Where Did Your Lobster Come From?

by Sue Taggart

Americans, we love lobster—but do we ever stop to think about where our lobster comes from? I thought they were trapped in lobster pots, but that’s not always the case. A lot of buzz has been circulating as under cover reports reveal that cheap lobster is coming at a high cost. Demand is higher than ever and prices are dropping, so much so that the lives of Honduran lobster divers are in serious danger.

Lobster fishing off the Honduran Caribbean is a source of livelihood—often the only source—but also a source of death and injury. Not only the lack of safety regulations, but the demand for low cost lobster has left nearly half of the Miskito Indian lobster divers physically disabled.

According to a recent article from the Tierramerica News Service (IPS), in 2002, according to sources of the Honduran Central Bank, lobster exports brought in 31 million dollars in state revenues. Most are sold to the U.S. restaurant chain Red Lobster, whose spokesman assures that the company purchases only trap-caught lobsters, not dive-caught, but recent media coverage tells a very different story.

IPS also reported that a study by the Honduran special ombudsman for ethnic groups and cultural heritage, sponsored by the Inter-American Development Bank (IDB), based in Washington, found that there are 4,200 divers—of the 9,000 populating the area—living with injuries. The working conditions of these lobster fisherman violate the most basic safety regulations of professional diving, say the authors of the study.

The Miskito Indian divers who are the first link in the supply chain have moved farther and farther out to sea as stocks vanish in shallow waters. They descend to depths of 100 to 120 feet, repeatedly diving and resurfacing, pushed by poverty to ignore all the safety rules. A few die every season; many more are paralyzed by decompression sickness, commonly known as the bends. They dive with old, faulty equipment with no warning that their air supply is running low and they do not decompress on the way up.

Compression sickness occurs when a diver ascends too fast and nitrogen in the bloodstream that is normally expelled by the lungs forms bubbles. The bubbles can lodge in the joints or along the spinal cord, causing paralysis. A bubble that reaches the brain causes an arterial gas embolism, which can be fatal.

In the hyperbaric chamber, the atmospheric pressure is raised to what the diver would experience underwater and then reduced over several hours as the diver breathes oxygen through a mask, allowing the nitrogen to be expelled.

Many of the injured divers have spent days on a boat after becoming sick because captains are reluctant to lose money by returning to shore. Dr. Mejía who runs a modest local clinic treats these deep-sea lobster divers. He has a small hyperbaric chamber and has shown that, contrary to standard medical thinking, it is possible to cure patients even after a delay.

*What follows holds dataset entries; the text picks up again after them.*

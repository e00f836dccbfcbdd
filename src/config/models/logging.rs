//! Logging configuration

use super::*;
use serde::{Deserialize, Serialize};

/// Log output format
#[derive(Debug, Clone, Copy, Default, PartialEq, Eq, Serialize, Deserialize, clap::ValueEnum)]
#[serde(rename_all = "lowercase")]
pub enum LogFormat {
    #[default]
    Pretty,
    Json,
}

/// Logging configuration
#[derive(Debug, Clone, Serialize, Deserialize)]
pub struct LoggingConfig {
    /// Default filter directive when RUST_LOG is unset
    #[serde(default = "default_log_level")]
    pub level: String,
    /// Output format
    #[serde(default)]
    pub format: LogFormat,
}

impl Default for LoggingConfig {
    fn default() -> Self {
        Self {
            level: default_log_level(),
            format: LogFormat::default(),
        }
    }
}
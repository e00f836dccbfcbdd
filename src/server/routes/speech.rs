//! Speech translation endpoints

use super::multipart::{FormData, read_form};
use crate::core::speech::{AudioUpload, TextToSpeechRequest};
use crate::server::state::AppState;
use crate::utils::error::{GatewayError, Result};
use actix_multipart::Multipart;
use actix_web::{HttpResponse, web};

/// Browsers post recordings as `audio`, other clients as `file`
const AUDIO_FIELDS: &[&str] = &["file", "audio"];

fn audio_upload(form: &FormData) -> Result<AudioUpload> {
    form.file(AUDIO_FIELDS)
        .filter(|file| !file.bytes.is_empty())
        .map(|file| {
            AudioUpload::new(
                file.bytes.clone(),
                file.filename.clone(),
                file.content_type.clone(),
            )
        })
        .ok_or_else(|| GatewayError::bad_request("No audio file provided"))
}

/// `POST /api/py/process-audio`
pub async fn process_audio(state: web::Data<AppState>, payload: Multipart) -> Result<HttpResponse> {
    let form = read_form(payload, state.form_limits()).await?;
    let upload = audio_upload(&form)?;

    let processed = state.speech.process_audio(upload).await?;
    Ok(HttpResponse::Ok().json(processed))
}

/// `POST /api/py/transcribe`
pub async fn transcribe(state: web::Data<AppState>, payload: Multipart) -> Result<HttpResponse> {
    let form = read_form(payload, state.form_limits()).await?;
    let upload = audio_upload(&form)?;

    let result = state.speech.transcribe_and_translate(upload).await?;
    Ok(HttpResponse::Ok().json(result))
}

/// `POST /api/py/text-to-speech`
pub async fn text_to_speech(
    state: web::Data<AppState>,
    body: web::Json<TextToSpeechRequest>,
) -> Result<HttpResponse> {
    let stored = state.speech.text_to_speech(body.into_inner()).await?;
    Ok(HttpResponse::Ok().json(stored))
}
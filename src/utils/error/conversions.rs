//! Type conversions for GatewayError

use super::types::GatewayError;
use crate::core::providers::ProviderError;
use tracing::warn;

impl From<ProviderError> for GatewayError {
    fn from(err: ProviderError) -> Self {
        match err {
            // The detail may quote model output or decoder internals; it is logged only.
            ProviderError::ResponseParsing { provider, message } => {
                warn!(provider, detail = %message, "Provider reply could not be used");
                GatewayError::UpstreamFormat(format!("{} returned an unusable reply", provider))
            }
            ProviderError::Configuration { message, .. } => GatewayError::Config(message),
            other => GatewayError::Provider(other),
        }
    }
}

impl From<actix_multipart::MultipartError> for GatewayError {
    fn from(err: actix_multipart::MultipartError) -> Self {
        GatewayError::BadRequest(format!("Invalid multipart data: {}", err))
    }
}
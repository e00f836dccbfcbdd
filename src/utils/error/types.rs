//! Core error types

use crate::core::providers::ProviderError;
use thiserror::Error;

/// Result type alias for the gateway
pub type Result<T> = std::result::Result<T, GatewayError>;

/// Main error type for the gateway
#[derive(Error, Debug)]
pub enum GatewayError {
    /// Configuration errors
    #[error("Configuration error: {0}")]
    Config(String),

    /// Malformed or missing client input
    #[error("Bad request: {0}")]
    BadRequest(String),

    /// Transcription produced no text
    #[error("No speech detected in the audio")]
    NoSpeechDetected,

    /// Unknown or expired resource
    #[error("Not found: {0}")]
    NotFound(String),

    /// Requested byte range lies outside the resource
    #[error("Range not satisfiable for resource of {size} bytes")]
    RangeNotSatisfiable { size: u64 },

    /// Upload or stored object exceeds a configured bound
    #[error("Payload too large: {0}")]
    PayloadTooLarge(String),

    /// Model reply did not match the expected schema
    #[error("Upstream format error: {0}")]
    UpstreamFormat(String),

    /// Provider call failed
    #[error("Provider error: {0}")]
    Provider(ProviderError),

    /// Provider call exceeded its deadline
    #[error("Timeout error: {0}")]
    Timeout(String),

    /// Serialization errors
    #[error("Serialization error: {0}")]
    Serialization(#[from] serde_json::Error),

    /// YAML parsing errors
    #[error("YAML error: {0}")]
    Yaml(#[from] serde_yaml::Error),

    /// IO errors
    #[error("IO error: {0}")]
    Io(#[from] std::io::Error),

    /// Internal server errors
    #[error("Internal server error: {0}")]
    Internal(String),
}
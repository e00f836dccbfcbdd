//! Common test utilities for examiner-gateway

pub mod fixtures;
pub mod upstream;

pub use fixtures::{Part, assessment, multipart_form};
pub use upstream::{SYNTHESIZED_AUDIO, Upstreams};
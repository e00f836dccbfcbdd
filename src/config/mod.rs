//! Configuration management for the gateway
//!
//! Configuration comes from a YAML file, then environment variables
//! (provider API keys, host and port overrides) are layered on top.

pub mod models;
pub mod validation;

pub use models::*;

use crate::utils::error::{GatewayError, Result};
use std::path::Path;
use tracing::{debug, info};

/// Main configuration struct for the gateway
#[derive(Debug, Clone, Default)]
pub struct Config {
    /// Gateway configuration
    pub gateway: GatewayConfig,
}

impl Config {
    /// Load configuration from a YAML file
    pub async fn from_file<P: AsRef<Path>>(path: P) -> Result<Self> {
        let path = path.as_ref();
        info!("Loading configuration from: {:?}", path);

        let content = tokio::fs::read_to_string(path)
            .await
            .map_err(|e| GatewayError::Config(format!("Failed to read config file: {}", e)))?;

        let gateway: GatewayConfig = serde_yaml::from_str(&content)
            .map_err(|e| GatewayError::Config(format!("Failed to parse config: {}", e)))?;

        let mut config = Self { gateway };
        config.apply_env();
        config.validate()?;
        debug!("Configuration loaded successfully");
        Ok(config)
    }

    /// Parse and validate configuration from YAML text, without environment overrides
    pub fn from_yaml(content: &str) -> Result<Self> {
        let gateway: GatewayConfig = serde_yaml::from_str(content)
            .map_err(|e| GatewayError::Config(format!("Failed to parse config: {}", e)))?;

        let config = Self { gateway };
        config.validate()?;
        Ok(config)
    }

    /// Default configuration with environment overrides applied
    pub fn from_env() -> Result<Self> {
        info!("Loading configuration from environment variables");

        let mut config = Self::default();
        config.apply_env();
        config.validate()?;
        Ok(config)
    }

    /// Layer environment variables over the loaded values
    pub fn apply_env(&mut self) {
        self.gateway.apply_env();
    }

    /// Get server configuration
    pub fn server(&self) -> &ServerConfig {
        &self.gateway.server
    }

    /// Get providers configuration
    pub fn providers(&self) -> &ProvidersConfig {
        &self.gateway.providers
    }

    /// Get speech translation configuration
    pub fn speech(&self) -> &SpeechConfig {
        &self.gateway.speech
    }

    /// Get audio store configuration
    pub fn audio_store(&self) -> &AudioStoreConfig {
        &self.gateway.audio_store
    }

    /// Get logging configuration
    pub fn logging(&self) -> &LoggingConfig {
        &self.gateway.logging
    }

    /// Validate the entire configuration
    pub fn validate(&self) -> Result<()> {
        debug!("Validating configuration");

        self.gateway
            .server
            .validate()
            .map_err(|e| GatewayError::Config(format!("Server config error: {}", e)))?;

        self.gateway
            .server
            .cors
            .validate()
            .map_err(|e| GatewayError::Config(format!("CORS config error: {}", e)))?;

        self.gateway
            .providers
            .validate()
            .map_err(|e| GatewayError::Config(format!("Provider config error: {}", e)))?;

        self.gateway
            .speech
            .validate()
            .map_err(|e| GatewayError::Config(format!("Speech config error: {}", e)))?;

        self.gateway
            .audio_store
            .validate()
            .map_err(|e| GatewayError::Config(format!("Audio store config error: {}", e)))?;

        debug!("Configuration validation completed");
        Ok(())
    }

    /// Convert to YAML string (API keys are never serialized)
    pub fn to_yaml(&self) -> Result<String> {
        serde_yaml::to_string(&self.gateway)
            .map_err(|e| GatewayError::Config(format!("Failed to serialize config to YAML: {}", e)))
    }
}
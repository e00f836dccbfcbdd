//! Main gateway configuration

use super::*;
use serde::{Deserialize, Serialize};

/// Main gateway configuration
#[derive(Debug, Clone, Serialize, Deserialize, Default)]
pub struct GatewayConfig {
    /// Server configuration
    #[serde(default)]
    pub server: ServerConfig,
    /// Provider configuration
    #[serde(default)]
    pub providers: ProvidersConfig,
    /// Speech translation language pair
    #[serde(default)]
    pub speech: SpeechConfig,
    /// Synthesized audio store bounds
    #[serde(default)]
    pub audio_store: AudioStoreConfig,
    /// Logging configuration
    #[serde(default)]
    pub logging: LoggingConfig,
}

impl GatewayConfig {
    /// Apply process environment overrides
    pub fn apply_env(&mut self) {
        self.providers.apply_env();

        if let Ok(host) = std::env::var("GATEWAY_HOST") {
            self.server.host = host;
        }
        if let Some(port) = std::env::var("GATEWAY_PORT")
            .ok()
            .and_then(|p| p.parse::<u16>().ok())
        {
            self.server.port = port;
        }
    }
}
//! Shared utilities

pub mod error;
pub mod logging;

pub use logging::sanitize_for_logging;
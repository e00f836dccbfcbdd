//! ElevenLabs HTTP client

use async_trait::async_trait;
use reqwest::header::CONTENT_TYPE;
use serde::Serialize;
use std::time::Duration;
use tracing::debug;

use super::PROVIDER_NAME;
use crate::config::ElevenLabsConfig;
use crate::core::providers::TextToSpeech;
use crate::core::providers::base::{build_http_client, check_status};
use crate::core::providers::error::ProviderError;
use crate::core::providers::types::{SpeechRequest, SynthesizedSpeech};

/// ElevenLabs client for speech synthesis
#[derive(Debug, Clone)]
pub struct ElevenLabsClient {
    http: reqwest::Client,
    api_key: String,
    api_base: String,
    model_id: String,
    output_format: String,
    voice_settings: VoiceSettings,
}

#[derive(Debug, Clone, Copy, Serialize)]
struct VoiceSettings {
    stability: f32,
    similarity_boost: f32,
}

#[derive(Debug, Serialize)]
struct SynthesisBody<'a> {
    text: &'a str,
    model_id: &'a str,
    voice_settings: VoiceSettings,
}

impl ElevenLabsClient {
    /// Create a new client from configuration
    pub fn new(config: &ElevenLabsConfig, timeout: Duration) -> Result<Self, ProviderError> {
        Ok(Self {
            http: build_http_client(PROVIDER_NAME, timeout)?,
            api_key: config.api_key.clone(),
            api_base: config.api_base.trim_end_matches('/').to_string(),
            model_id: config.model_id.clone(),
            output_format: config.output_format.clone(),
            voice_settings: VoiceSettings {
                stability: config.stability,
                similarity_boost: config.similarity_boost,
            },
        })
    }
}

#[async_trait]
impl TextToSpeech for ElevenLabsClient {
    async fn synthesize(&self, request: SpeechRequest) -> Result<SynthesizedSpeech, ProviderError> {
        if self.api_key.is_empty() {
            return Err(ProviderError::authentication(
                PROVIDER_NAME,
                "API key not configured",
            ));
        }

        let url = format!("{}/text-to-speech/{}", self.api_base, request.voice_id);
        debug!(
            voice_id = %request.voice_id,
            text_len = request.text.len(),
            "Sending speech synthesis"
        );

        let body = SynthesisBody {
            text: &request.text,
            model_id: &self.model_id,
            voice_settings: self.voice_settings,
        };

        let response = self
            .http
            .post(&url)
            .query(&[("output_format", self.output_format.as_str())])
            .header("xi-api-key", &self.api_key)
            .header("Accept", "audio/mpeg")
            .json(&body)
            .send()
            .await
            .map_err(|e| ProviderError::from_reqwest(PROVIDER_NAME, e))?;

        let response = check_status(PROVIDER_NAME, response).await?;
        let content_type = response
            .headers()
            .get(CONTENT_TYPE)
            .and_then(|v| v.to_str().ok())
            .filter(|v| v.starts_with("audio/"))
            .unwrap_or("audio/mpeg")
            .to_string();

        let audio = response
            .bytes()
            .await
            .map_err(|e| ProviderError::from_reqwest(PROVIDER_NAME, e))?;

        if audio.is_empty() {
            return Err(ProviderError::response_parsing(
                PROVIDER_NAME,
                "synthesis returned no audio",
            ));
        }

        Ok(SynthesizedSpeech {
            audio,
            content_type,
        })
    }
}
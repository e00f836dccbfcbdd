//! Server configuration

use super::*;
use serde::{Deserialize, Serialize};
use tracing::warn;

/// Server configuration
#[derive(Debug, Clone, Serialize, Deserialize)]
pub struct ServerConfig {
    /// Server host
    #[serde(default = "default_host")]
    pub host: String,
    /// Server port
    #[serde(default = "default_port")]
    pub port: u16,
    /// Number of worker threads
    pub workers: Option<usize>,
    /// Client request timeout in seconds
    #[serde(default = "default_timeout")]
    pub timeout: u64,
    /// Maximum JSON body size in bytes
    #[serde(default = "default_max_body_size")]
    pub max_body_size: usize,
    /// Maximum size of a single uploaded file in bytes
    #[serde(default = "default_max_upload_size")]
    pub max_upload_size: usize,
    /// Maximum number of files in one multipart request
    #[serde(default = "default_max_files")]
    pub max_files: usize,
    /// CORS configuration
    #[serde(default)]
    pub cors: CorsConfig,
}

impl Default for ServerConfig {
    fn default() -> Self {
        Self {
            host: default_host(),
            port: default_port(),
            workers: None,
            timeout: default_timeout(),
            max_body_size: default_max_body_size(),
            max_upload_size: default_max_upload_size(),
            max_files: default_max_files(),
            cors: CorsConfig::default(),
        }
    }
}

impl ServerConfig {
    /// Get the server address
    pub fn address(&self) -> String {
        format!("{}:{}", self.host, self.port)
    }

    /// Get the number of workers (defaults to CPU count)
    pub fn worker_count(&self) -> usize {
        self.workers.unwrap_or_else(num_cpus::get)
    }

    /// Validate server configuration
    pub fn validate(&self) -> Result<(), String> {
        if self.port == 0 {
            return Err("Port cannot be 0".to_string());
        }

        if self.timeout == 0 {
            return Err("Timeout cannot be 0".to_string());
        }

        if self.max_body_size == 0 {
            return Err("Max body size cannot be 0".to_string());
        }

        if self.max_upload_size == 0 {
            return Err("Max upload size cannot be 0".to_string());
        }

        if self.max_files == 0 {
            return Err("Max files cannot be 0".to_string());
        }

        if self.workers == Some(0) {
            return Err("Workers cannot be 0".to_string());
        }

        Ok(())
    }
}

/// CORS configuration
#[derive(Debug, Clone, Serialize, Deserialize)]
pub struct CorsConfig {
    /// Enable CORS
    #[serde(default = "default_true")]
    pub enabled: bool,
    /// Allowed origins (empty means allow all)
    #[serde(default)]
    pub allowed_origins: Vec<String>,
    /// Allowed methods
    #[serde(default = "default_cors_methods")]
    pub allowed_methods: Vec<String>,
    /// Allowed headers
    #[serde(default = "default_cors_headers")]
    pub allowed_headers: Vec<String>,
    /// Max age for preflight requests
    #[serde(default = "default_cors_max_age")]
    pub max_age: u32,
    /// Allow credentials
    #[serde(default)]
    pub allow_credentials: bool,
}

impl Default for CorsConfig {
    fn default() -> Self {
        Self {
            enabled: true,
            allowed_origins: vec![],
            allowed_methods: default_cors_methods(),
            allowed_headers: default_cors_headers(),
            max_age: default_cors_max_age(),
            allow_credentials: false,
        }
    }
}

impl CorsConfig {
    /// Check if CORS allows all origins
    pub fn allows_all_origins(&self) -> bool {
        self.allowed_origins.is_empty() || self.allowed_origins.iter().any(|o| o == "*")
    }

    /// Validate CORS configuration
    pub fn validate(&self) -> Result<(), String> {
        if self.enabled {
            if self.allows_all_origins() && self.allow_credentials {
                return Err(
                    "CORS cannot allow all origins (*) when credentials are enabled".to_string(),
                );
            }

            if self.allows_all_origins() {
                warn!("CORS allows all origins. This may be insecure for production.");
            }
        }
        Ok(())
    }
}

fn default_true() -> bool {
    true
}

fn default_cors_methods() -> Vec<String> {
    vec!["GET".to_string(), "POST".to_string(), "OPTIONS".to_string()]
}

fn default_cors_headers() -> Vec<String> {
    vec![
        "content-type".to_string(),
        "range".to_string(),
        "x-requested-with".to_string(),
    ]
}

fn default_cors_max_age() -> u32 {
    3600
}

According to an article on NYTimes.com Sept 2011, during a two-week fishing trip, Miskito divers make as many as 12 to 16 dives a day — no more than two are recommended at that depth — to scrabble for a catch that earns them about $3 a pound. (On a productive trip, they may catch as much as 100 pounds of lobster, but they must pay expenses that total about 40 percent.)

Aside from the drug trade, most Honduran Miskito Indians have no other way of making a living. They live in a region so remote that it is reached only by sea or air, and they are among the most neglected inhabitants of an already poor country. Even though injury and death face these divers on a daily basis, after they leave Dr Mejía’s clinic, they go right back to lobster diving. For these men, there is no other option.

According to Dr. Mejía the only way to avoid the deaths and the injuries is to shut down the lobster diving completely, but you can’t do that unless you can provide alternative ways for these men to earn a living. And, once the lobster is shipped to the US, it’s almost impossible to know exactly where and how it was caught. A dilemma that is costing lives and unfortunately, there is no easy answer.  For now, a spotlight is shining on the problem and we can all ask the question…where did that lobster come from?